When I turned 20, I decided that even though I wasn't quite sure who I was, no one else would know that. I developed this fake confidence, and stuck to the motto "fake it till you make it". I thought that I had become more free and let my true self show, but the more that I "faked it", the more that I found myself separating from who I truly was. Eventually I found myself depressed because I wasn't dealing with who I actually was, and it was taking a huge toll on me. I couldn't sleep, I couldn't eat, and I could barely move. It took me a couple of years to figure out why I was depressed and how I was going to get myself out of it.
After what I felt was a lifetime, I finally came out of the depression; with not just help from friends and a therapist, but also with a huge push from myself. I realized that you can't change unless you are ready to. I was finally able to allow myself to be, well me.
I tell you all of this, because it took me 22 years to become myself and I won't allow anybody else to make me feel bad or put me down because of it.

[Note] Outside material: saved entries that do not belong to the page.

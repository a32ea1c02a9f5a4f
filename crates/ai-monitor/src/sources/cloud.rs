//! Cloud AI workload adapters: Azure Monitor, Google Cloud Monitoring, CloudWatch
//!
//! Each provider reports at its own granularity and in its own shape. The
//! adapters keep only samples inside the requested range, then average GPU
//! utilization (clamped to 0-100) and sum AI service usage.

use super::http::HttpEndpoint;
use super::{non_negative, parse_timestamp};
use crate::config::MonitorConfig;
use async_trait::async_trait;
use chrono::SecondsFormat;
use monitor_core::{
    CloudMetrics, CloudProvider, MetricSource, ProviderRecord, SourceError, SourceId, TimeRange,
};
use serde::Deserialize;
use tracing::debug;

/// In-range samples of the two tracked metrics
#[derive(Debug, Default)]
struct Samples {
    gpu: Vec<f64>,
    usage: f64,
}

impl Samples {
    fn push_gpu(&mut self, percent: f64) -> Result<(), SourceError> {
        self.gpu.push(non_negative(percent, "gpu utilization")?);
        Ok(())
    }

    fn push_usage(&mut self, amount: f64) -> Result<(), SourceError> {
        let total = self.usage + non_negative(amount, "ai service usage")?;
        if !total.is_finite() {
            return Err(SourceError::invalid("ai service usage total overflows"));
        }
        self.usage = total;
        Ok(())
    }

    fn into_metrics(self) -> CloudMetrics {
        let gpu_utilization = if self.gpu.is_empty() {
            0.0
        } else {
            (self.gpu.iter().sum::<f64>() / self.gpu.len() as f64).clamp(0.0, 100.0)
        };

        CloudMetrics {
            gpu_utilization,
            ai_service_usage: self.usage,
        }
    }
}

fn rfc3339(range: &TimeRange) -> (String, String) {
    (
        range.start().to_rfc3339_opts(SecondsFormat::Secs, true),
        range.end().to_rfc3339_opts(SecondsFormat::Secs, true),
    )
}

fn cloud_record(provider: CloudProvider, metrics: CloudMetrics) -> ProviderRecord {
    debug!(
        %provider,
        gpu = metrics.gpu_utilization,
        usage = metrics.ai_service_usage,
        "cloud metrics fetched"
    );
    ProviderRecord::Cloud { provider, metrics }
}

// ---------------------------------------------------------------------------
// Azure Monitor
// ---------------------------------------------------------------------------

const AZURE_GPU_METRIC: &str = "GpuUtilizationPercentage";
const AZURE_USAGE_METRIC: &str = "AiServiceRequests";

#[derive(Debug, Deserialize)]
pub(crate) struct AzureResponse {
    value: Vec<AzureMetric>,
}

#[derive(Debug, Deserialize)]
struct AzureMetric {
    name: AzureName,
    #[serde(default)]
    timeseries: Vec<AzureTimeseries>,
}

#[derive(Debug, Deserialize)]
struct AzureName {
    value: String,
}

#[derive(Debug, Deserialize)]
struct AzureTimeseries {
    #[serde(default)]
    data: Vec<AzureDataPoint>,
}

#[derive(Debug, Deserialize)]
#[serde(rename_all = "camelCase")]
struct AzureDataPoint {
    time_stamp: String,
    average: Option<f64>,
    total: Option<f64>,
}

/// Adapter for the Azure Monitor metrics API
pub struct AzureMetricsSource {
    endpoint: HttpEndpoint,
}

impl AzureMetricsSource {
    pub fn new(config: &MonitorConfig) -> monitor_core::Result<Self> {
        Ok(Self {
            endpoint: HttpEndpoint::new("azure", config.endpoints.azure.clone(), config)?,
        })
    }

    fn normalize(response: AzureResponse, range: &TimeRange) -> Result<CloudMetrics, SourceError> {
        let mut samples = Samples::default();

        for metric in response.value {
            let is_gpu = metric.name.value == AZURE_GPU_METRIC;
            if !is_gpu && metric.name.value != AZURE_USAGE_METRIC {
                continue;
            }

            // Azure emits a point per interval even when nothing was recorded;
            // those carry no aggregate and are skipped.
            for point in metric.timeseries.into_iter().flat_map(|ts| ts.data) {
                if !range.contains(parse_timestamp(&point.time_stamp)?) {
                    continue;
                }
                match (is_gpu, point.average, point.total) {
                    (true, Some(avg), _) => samples.push_gpu(avg)?,
                    (false, _, Some(total)) => samples.push_usage(total)?,
                    _ => {}
                }
            }
        }

        Ok(samples.into_metrics())
    }
}

#[async_trait]
impl MetricSource for AzureMetricsSource {
    fn id(&self) -> SourceId {
        SourceId::AzureMetrics
    }

    async fn fetch(&self, range: &TimeRange) -> Result<ProviderRecord, SourceError> {
        let (start, end) = rfc3339(range);
        let query = [
            ("timespan", format!("{start}/{end}")),
            ("metricnames", format!("{AZURE_GPU_METRIC},{AZURE_USAGE_METRIC}")),
            ("aggregation", "Average,Total".to_string()),
            ("interval", "P1D".to_string()),
            ("api-version", "2023-10-01".to_string()),
        ];

        let response: AzureResponse = self.endpoint.get_json(&query).await?;
        Ok(cloud_record(CloudProvider::Azure, Self::normalize(response, range)?))
    }
}

// ---------------------------------------------------------------------------
// Google Cloud Monitoring
// ---------------------------------------------------------------------------

const GCP_GPU_METRIC: &str = "compute.googleapis.com/instance/gpu/utilization";
const GCP_USAGE_METRIC: &str = "aiplatform.googleapis.com/prediction/online/prediction_count";

#[derive(Debug, Deserialize)]
#[serde(rename_all = "camelCase")]
pub(crate) struct GcpResponse {
    // The API omits the field entirely when no series match.
    #[serde(default)]
    time_series: Vec<GcpTimeSeries>,
}

#[derive(Debug, Deserialize)]
struct GcpTimeSeries {
    metric: GcpMetricDescriptor,
    #[serde(default)]
    points: Vec<GcpPoint>,
}

#[derive(Debug, Deserialize)]
struct GcpMetricDescriptor {
    #[serde(rename = "type")]
    metric_type: String,
}

#[derive(Debug, Deserialize)]
struct GcpPoint {
    interval: GcpInterval,
    value: GcpValue,
}

#[derive(Debug, Deserialize)]
#[serde(rename_all = "camelCase")]
struct GcpInterval {
    end_time: String,
}

#[derive(Debug, Deserialize)]
#[serde(rename_all = "camelCase")]
struct GcpValue {
    double_value: Option<f64>,
    // int64 values are JSON strings in this API.
    int64_value: Option<String>,
}

impl GcpValue {
    fn as_f64(&self) -> Result<f64, SourceError> {
        if let Some(v) = self.double_value {
            return Ok(v);
        }
        match &self.int64_value {
            Some(raw) => raw
                .parse::<i64>()
                .map(|v| v as f64)
                .map_err(|_| SourceError::invalid(format!("int64Value '{raw}' is not a number"))),
            None => Err(SourceError::invalid("point has no numeric value")),
        }
    }
}

/// Adapter for the Google Cloud Monitoring API
pub struct GcpMetricsSource {
    endpoint: HttpEndpoint,
}

impl GcpMetricsSource {
    pub fn new(config: &MonitorConfig) -> monitor_core::Result<Self> {
        Ok(Self {
            endpoint: HttpEndpoint::new("gcp", config.endpoints.gcp.clone(), config)?,
        })
    }

    fn normalize(response: GcpResponse, range: &TimeRange) -> Result<CloudMetrics, SourceError> {
        let mut samples = Samples::default();

        for series in response.time_series {
            let is_gpu = series.metric.metric_type == GCP_GPU_METRIC;
            if !is_gpu && series.metric.metric_type != GCP_USAGE_METRIC {
                continue;
            }

            for point in series.points {
                if !range.contains(parse_timestamp(&point.interval.end_time)?) {
                    continue;
                }
                let value = point.value.as_f64()?;
                if is_gpu {
                    // Reported as a 0-1 ratio.
                    samples.push_gpu(value * 100.0)?;
                } else {
                    samples.push_usage(value)?;
                }
            }
        }

        Ok(samples.into_metrics())
    }
}

#[async_trait]
impl MetricSource for GcpMetricsSource {
    fn id(&self) -> SourceId {
        SourceId::GcpMetrics
    }

    async fn fetch(&self, range: &TimeRange) -> Result<ProviderRecord, SourceError> {
        let (start, end) = rfc3339(range);
        let query = [
            ("interval.startTime", start),
            ("interval.endTime", end),
            (
                "filter",
                format!("metric.type = one_of(\"{GCP_GPU_METRIC}\", \"{GCP_USAGE_METRIC}\")"),
            ),
        ];

        let response: GcpResponse = self.endpoint.get_json(&query).await?;
        Ok(cloud_record(CloudProvider::Gcp, Self::normalize(response, range)?))
    }
}

// ---------------------------------------------------------------------------
// AWS CloudWatch
// ---------------------------------------------------------------------------

const AWS_GPU_ID: &str = "gpu";
const AWS_USAGE_ID: &str = "usage";

#[derive(Debug, Deserialize)]
#[serde(rename_all = "PascalCase")]
pub(crate) struct AwsResponse {
    metric_data_results: Vec<AwsMetricDataResult>,
}

#[derive(Debug, Deserialize)]
#[serde(rename_all = "PascalCase")]
struct AwsMetricDataResult {
    id: String,
    #[serde(default)]
    timestamps: Vec<String>,
    #[serde(default)]
    values: Vec<f64>,
}

/// Adapter for the CloudWatch GetMetricData API
pub struct AwsMetricsSource {
    endpoint: HttpEndpoint,
}

impl AwsMetricsSource {
    pub fn new(config: &MonitorConfig) -> monitor_core::Result<Self> {
        Ok(Self {
            endpoint: HttpEndpoint::new("aws", config.endpoints.aws.clone(), config)?,
        })
    }

    fn normalize(response: AwsResponse, range: &TimeRange) -> Result<CloudMetrics, SourceError> {
        let mut samples = Samples::default();

        for result in response.metric_data_results {
            if result.timestamps.len() != result.values.len() {
                return Err(SourceError::invalid(format!(
                    "metric '{}' has {} timestamps but {} values",
                    result.id,
                    result.timestamps.len(),
                    result.values.len()
                )));
            }

            for (ts, value) in result.timestamps.iter().zip(result.values) {
                if !range.contains(parse_timestamp(ts)?) {
                    continue;
                }
                match result.id.as_str() {
                    AWS_GPU_ID => samples.push_gpu(value)?,
                    AWS_USAGE_ID => samples.push_usage(value)?,
                    _ => {}
                }
            }
        }

        Ok(samples.into_metrics())
    }
}

#[async_trait]
impl MetricSource for AwsMetricsSource {
    fn id(&self) -> SourceId {
        SourceId::AwsMetrics
    }

    async fn fetch(&self, range: &TimeRange) -> Result<ProviderRecord, SourceError> {
        let (start, end) = rfc3339(range);
        let query = [
            ("StartTime", start),
            ("EndTime", end),
            ("MetricIds", format!("{AWS_GPU_ID},{AWS_USAGE_ID}")),
            ("Period", "86400".to_string()),
        ];

        let response: AwsResponse = self.endpoint.get_json(&query).await?;
        Ok(cloud_record(CloudProvider::Aws, Self::normalize(response, range)?))
    }
}

#[cfg(test)]
mod tests {
    use super::*;
    use serde_json::json;

    fn january() -> TimeRange {
        TimeRange::parse("2024-01-01", "2024-01-31").unwrap()
    }

    #[test]
    fn test_azure_normalize() {
        let response: AzureResponse = serde_json::from_value(json!({
            "value": [
                {
                    "name": {"value": "GpuUtilizationPercentage"},
                    "timeseries": [{"data": [
                        {"timeStamp": "2024-01-02T00:00:00Z", "average": 40.0},
                        {"timeStamp": "2024-01-03T00:00:00Z", "average": 60.0},
                        {"timeStamp": "2024-01-04T00:00:00Z"},
                        {"timeStamp": "2024-02-10T00:00:00Z", "average": 99.0}
                    ]}]
                },
                {
                    "name": {"value": "AiServiceRequests"},
                    "timeseries": [{"data": [
                        {"timeStamp": "2024-01-02T00:00:00Z", "total": 1000.0},
                        {"timeStamp": "2024-01-03T00:00:00Z", "total": 500.0}
                    ]}]
                }
            ]
        }))
        .unwrap();

        let metrics = AzureMetricsSource::normalize(response, &january()).unwrap();
        assert_eq!(metrics.gpu_utilization, 50.0);
        assert_eq!(metrics.ai_service_usage, 1500.0);
    }

    #[test]
    fn test_azure_missing_value_is_invalid() {
        assert!(serde_json::from_value::<AzureResponse>(json!({"cost": 0})).is_err());
    }

    #[test]
    fn test_gcp_empty_response_is_zero() {
        let response: GcpResponse = serde_json::from_value(json!({})).unwrap();
        let metrics = GcpMetricsSource::normalize(response, &january()).unwrap();
        assert_eq!(metrics, CloudMetrics::default());
    }

    #[test]
    fn test_gcp_ratio_and_int64_strings() {
        let response: GcpResponse = serde_json::from_value(json!({
            "timeSeries": [
                {
                    "metric": {"type": GCP_GPU_METRIC},
                    "points": [
                        {"interval": {"endTime": "2024-01-05T00:00:00Z"}, "value": {"doubleValue": 0.8}},
                        {"interval": {"endTime": "2024-01-06T00:00:00Z"}, "value": {"doubleValue": 0.6}}
                    ]
                },
                {
                    "metric": {"type": GCP_USAGE_METRIC},
                    "points": [
                        {"interval": {"endTime": "2024-01-05T00:00:00Z"}, "value": {"int64Value": "250"}}
                    ]
                }
            ]
        }))
        .unwrap();

        let metrics = GcpMetricsSource::normalize(response, &january()).unwrap();
        assert!((metrics.gpu_utilization - 70.0).abs() < 1e-9);
        assert_eq!(metrics.ai_service_usage, 250.0);
    }

    #[test]
    fn test_gcp_bad_int64_is_invalid() {
        let response: GcpResponse = serde_json::from_value(json!({
            "timeSeries": [{
                "metric": {"type": GCP_USAGE_METRIC},
                "points": [{"interval": {"endTime": "2024-01-05T00:00:00Z"}, "value": {"int64Value": "lots"}}]
            }]
        }))
        .unwrap();

        let err = GcpMetricsSource::normalize(response, &january()).unwrap_err();
        assert!(matches!(err, SourceError::DataInvalid(_)));
    }

    #[test]
    fn test_aws_normalize_and_clamp() {
        let response: AwsResponse = serde_json::from_value(json!({
            "MetricDataResults": [
                {"Id": "gpu", "Timestamps": ["2024-01-10T00:00:00Z", "2024-01-11T00:00:00Z"], "Values": [120.0, 100.0]},
                {"Id": "usage", "Timestamps": ["2024-01-10T00:00:00Z"], "Values": [42.0]}
            ]
        }))
        .unwrap();

        let metrics = AwsMetricsSource::normalize(response, &january()).unwrap();
        assert_eq!(metrics.gpu_utilization, 100.0);
        assert_eq!(metrics.ai_service_usage, 42.0);
    }

    #[test]
    fn test_aws_length_mismatch_is_invalid() {
        let response: AwsResponse = serde_json::from_value(json!({
            "MetricDataResults": [
                {"Id": "gpu", "Timestamps": ["2024-01-10T00:00:00Z"], "Values": []}
            ]
        }))
        .unwrap();

        assert!(AwsMetricsSource::normalize(response, &january()).is_err());
    }

    #[test]
    fn test_aws_usage_overflow_is_invalid() {
        let response: AwsResponse = serde_json::from_value(json!({
            "MetricDataResults": [
                {"Id": "usage", "Timestamps": ["2024-01-10T00:00:00Z", "2024-01-11T00:00:00Z"], "Values": [1.0e308, 1.0e308]}
            ]
        }))
        .unwrap();

        let err = AwsMetricsSource::normalize(response, &january()).unwrap_err();
        assert!(matches!(err, SourceError::DataInvalid(_)));
    }
}
//! Retry with exponential backoff, layered over any metric source
//!
//! The aggregator makes exactly one attempt per adapter. Callers that want
//! retries wrap adapters in a [`RetryingSource`] before handing them over;
//! the aggregator then still calls each (wrapped) adapter once.

use crate::config::MonitorConfig;
use async_trait::async_trait;
use monitor_core::{MetricSource, ProviderRecord, SourceError, SourceId, TimeRange};
use std::future::Future;
use std::sync::Arc;
use std::time::Duration;
use tokio::time::sleep;
use tracing::{debug, warn};

/// How often, and how patiently, a transient source failure is retried
#[derive(Debug, Clone)]
pub struct RetryPolicy {
    /// Attempts including the first one
    pub max_attempts: u32,
    pub initial_backoff: Duration,
    /// Upper bound for any single wait
    pub max_backoff: Duration,
    pub backoff_multiplier: f64,
}

impl Default for RetryPolicy {
    fn default() -> Self {
        Self {
            max_attempts: 3,
            initial_backoff: Duration::from_millis(100),
            max_backoff: Duration::from_secs(10),
            backoff_multiplier: 2.0,
        }
    }
}

impl RetryPolicy {
    /// Policy matching the retry settings of a [`MonitorConfig`]
    pub fn from_config(config: &MonitorConfig) -> Self {
        Self {
            max_attempts: config.max_retries,
            initial_backoff: config.retry_backoff_base,
            max_backoff: config.retry_backoff(config.max_retries.saturating_sub(1)),
            backoff_multiplier: 2.0,
        }
    }

    /// A single attempt, no waiting
    pub fn no_retry() -> Self {
        Self {
            max_attempts: 1,
            initial_backoff: Duration::ZERO,
            max_backoff: Duration::ZERO,
            backoff_multiplier: 1.0,
        }
    }

    /// Short waits, for tests
    #[cfg(test)]
    pub(crate) fn fast() -> Self {
        Self {
            max_attempts: 3,
            initial_backoff: Duration::from_millis(10),
            max_backoff: Duration::from_millis(100),
            backoff_multiplier: 2.0,
        }
    }

    /// Wait before the `retry`-th retry; zero for the first attempt
    fn backoff_duration(&self, retry: u32) -> Duration {
        let Some(exponent) = retry.checked_sub(1) else {
            return Duration::ZERO;
        };
        let exponent = i32::try_from(exponent).unwrap_or(i32::MAX);
        let secs = self.initial_backoff.as_secs_f64() * self.backoff_multiplier.powi(exponent);

        Duration::try_from_secs_f64(secs)
            .unwrap_or(self.max_backoff)
            .min(self.max_backoff)
    }

    /// Run `fetch` until it succeeds, fails permanently, or attempts run out
    ///
    /// Only [`SourceError::Unavailable`] is retried; invalid data would be
    /// just as invalid on the next attempt.
    pub async fn execute<F, Fut, T>(&self, source: SourceId, mut fetch: F) -> Result<T, SourceError>
    where
        F: FnMut() -> Fut,
        Fut: Future<Output = Result<T, SourceError>>,
    {
        let attempts = self.max_attempts.max(1);
        let mut attempt = 1;

        loop {
            let error = match fetch().await {
                Ok(value) => {
                    if attempt > 1 {
                        debug!(%source, attempt, "source recovered after retry");
                    }
                    return Ok(value);
                }
                Err(e) => e,
            };

            if !error.is_transient() || attempt >= attempts {
                warn!(%source, attempt, error = %error, "giving up on source");
                return Err(error);
            }

            let backoff = self.backoff_duration(attempt);
            warn!(%source, attempt, ?backoff, error = %error, "source unavailable, retrying");
            sleep(backoff).await;
            attempt += 1;
        }
    }
}

/// A metric source that retries transient failures of the wrapped source
pub struct RetryingSource {
    inner: Arc<dyn MetricSource>,
    policy: RetryPolicy,
}

impl RetryingSource {
    pub fn new(inner: Arc<dyn MetricSource>, policy: RetryPolicy) -> Self {
        Self { inner, policy }
    }
}

#[async_trait]
impl MetricSource for RetryingSource {
    fn id(&self) -> SourceId {
        self.inner.id()
    }

    async fn fetch(&self, range: &TimeRange) -> Result<ProviderRecord, SourceError> {
        self.policy
            .execute(self.inner.id(), || self.inner.fetch(range))
            .await
    }
}

#[cfg(test)]
mod tests {
    use super::*;
    use monitor_core::VentureInvestment;
    use std::sync::atomic::{AtomicU32, Ordering};

    /// Fails with `error` for the first `failures` calls, then succeeds
    struct Flaky {
        calls: AtomicU32,
        failures: u32,
        error: SourceError,
    }

    #[async_trait]
    impl MetricSource for Flaky {
        fn id(&self) -> SourceId {
            SourceId::VentureData
        }

        async fn fetch(&self, _range: &TimeRange) -> Result<ProviderRecord, SourceError> {
            let call = self.calls.fetch_add(1, Ordering::SeqCst);
            if call < self.failures {
                Err(self.error.clone())
            } else {
                Ok(ProviderRecord::Venture(VentureInvestment::default()))
            }
        }
    }

    fn range() -> TimeRange {
        TimeRange::parse("2024-01-01", "2024-03-31").unwrap()
    }

    #[test]
    fn test_default_policy() {
        let policy = RetryPolicy::default();
        assert_eq!(policy.max_attempts, 3);
        assert_eq!(policy.initial_backoff, Duration::from_millis(100));
        assert_eq!(policy.max_backoff, Duration::from_secs(10));
    }

    #[test]
    fn test_backoff_calculation() {
        let policy = RetryPolicy::default();
        assert_eq!(policy.backoff_duration(0), Duration::ZERO);
        assert_eq!(policy.backoff_duration(1), Duration::from_millis(100));
        assert_eq!(policy.backoff_duration(2), Duration::from_millis(200));
        assert_eq!(policy.backoff_duration(20), Duration::from_secs(10));
    }

    #[test]
    fn test_policy_from_config() {
        let policy = RetryPolicy::from_config(&MonitorConfig::default());
        assert_eq!(policy.max_attempts, 3);
        assert_eq!(policy.initial_backoff, Duration::from_secs(1));
        assert_eq!(policy.max_backoff, Duration::from_secs(4));
    }

    #[test]
    fn test_policy_from_unvalidated_config_does_not_overflow() {
        let config = MonitorConfig {
            max_retries: 40,
            ..MonitorConfig::default()
        };
        let policy = RetryPolicy::from_config(&config);
        assert_eq!(policy.max_backoff, Duration::MAX);
        assert_eq!(policy.backoff_duration(1), Duration::from_secs(1));
    }

    #[tokio::test]
    async fn test_retries_unavailable_until_success() {
        let flaky = Arc::new(Flaky {
            calls: AtomicU32::new(0),
            failures: 2,
            error: SourceError::unavailable("503"),
        });
        let source = RetryingSource::new(flaky.clone(), RetryPolicy::fast());

        tokio_test::assert_ok!(source.fetch(&range()).await);
        assert_eq!(flaky.calls.load(Ordering::SeqCst), 3);
    }

    #[tokio::test]
    async fn test_does_not_retry_invalid_data() {
        let flaky = Arc::new(Flaky {
            calls: AtomicU32::new(0),
            failures: 5,
            error: SourceError::invalid("bad shape"),
        });
        let source = RetryingSource::new(flaky.clone(), RetryPolicy::fast());

        let err = tokio_test::assert_err!(source.fetch(&range()).await);
        assert!(matches!(err, SourceError::DataInvalid(_)));
        assert_eq!(flaky.calls.load(Ordering::SeqCst), 1);
    }

    #[tokio::test]
    async fn test_gives_up_after_max_attempts() {
        let flaky = Arc::new(Flaky {
            calls: AtomicU32::new(0),
            failures: 10,
            error: SourceError::unavailable("timeout"),
        });
        let source = RetryingSource::new(flaky.clone(), RetryPolicy::fast());

        tokio_test::assert_err!(source.fetch(&range()).await);
        assert_eq!(flaky.calls.load(Ordering::SeqCst), 3);
    }
}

I am a huge weirdo, who is sometimes loud and bossy, who is sometimes quiet, who sometimes likes to be alone, who loves musicals, who loves to sing badly (even though I can hold a note, singing badly is just more fun), who loves to create, and I will NEVER apologize for who I am. And you shouldn't either.
It also took me a long time to figure out that the people who truly love you, won't try to make you apologize for who you are. If you feel pressure to change who you are (and I mean who you truly are to the core of your being, not the person that you may pretend to be), then you may want to surround yourself with different people.
Be weird, be loud, be quiet, be creative, be brave, be crazy, be wild, be free. Be yourself, unapologetically.
It takes so long to figure out who you are, so don't be anybody else.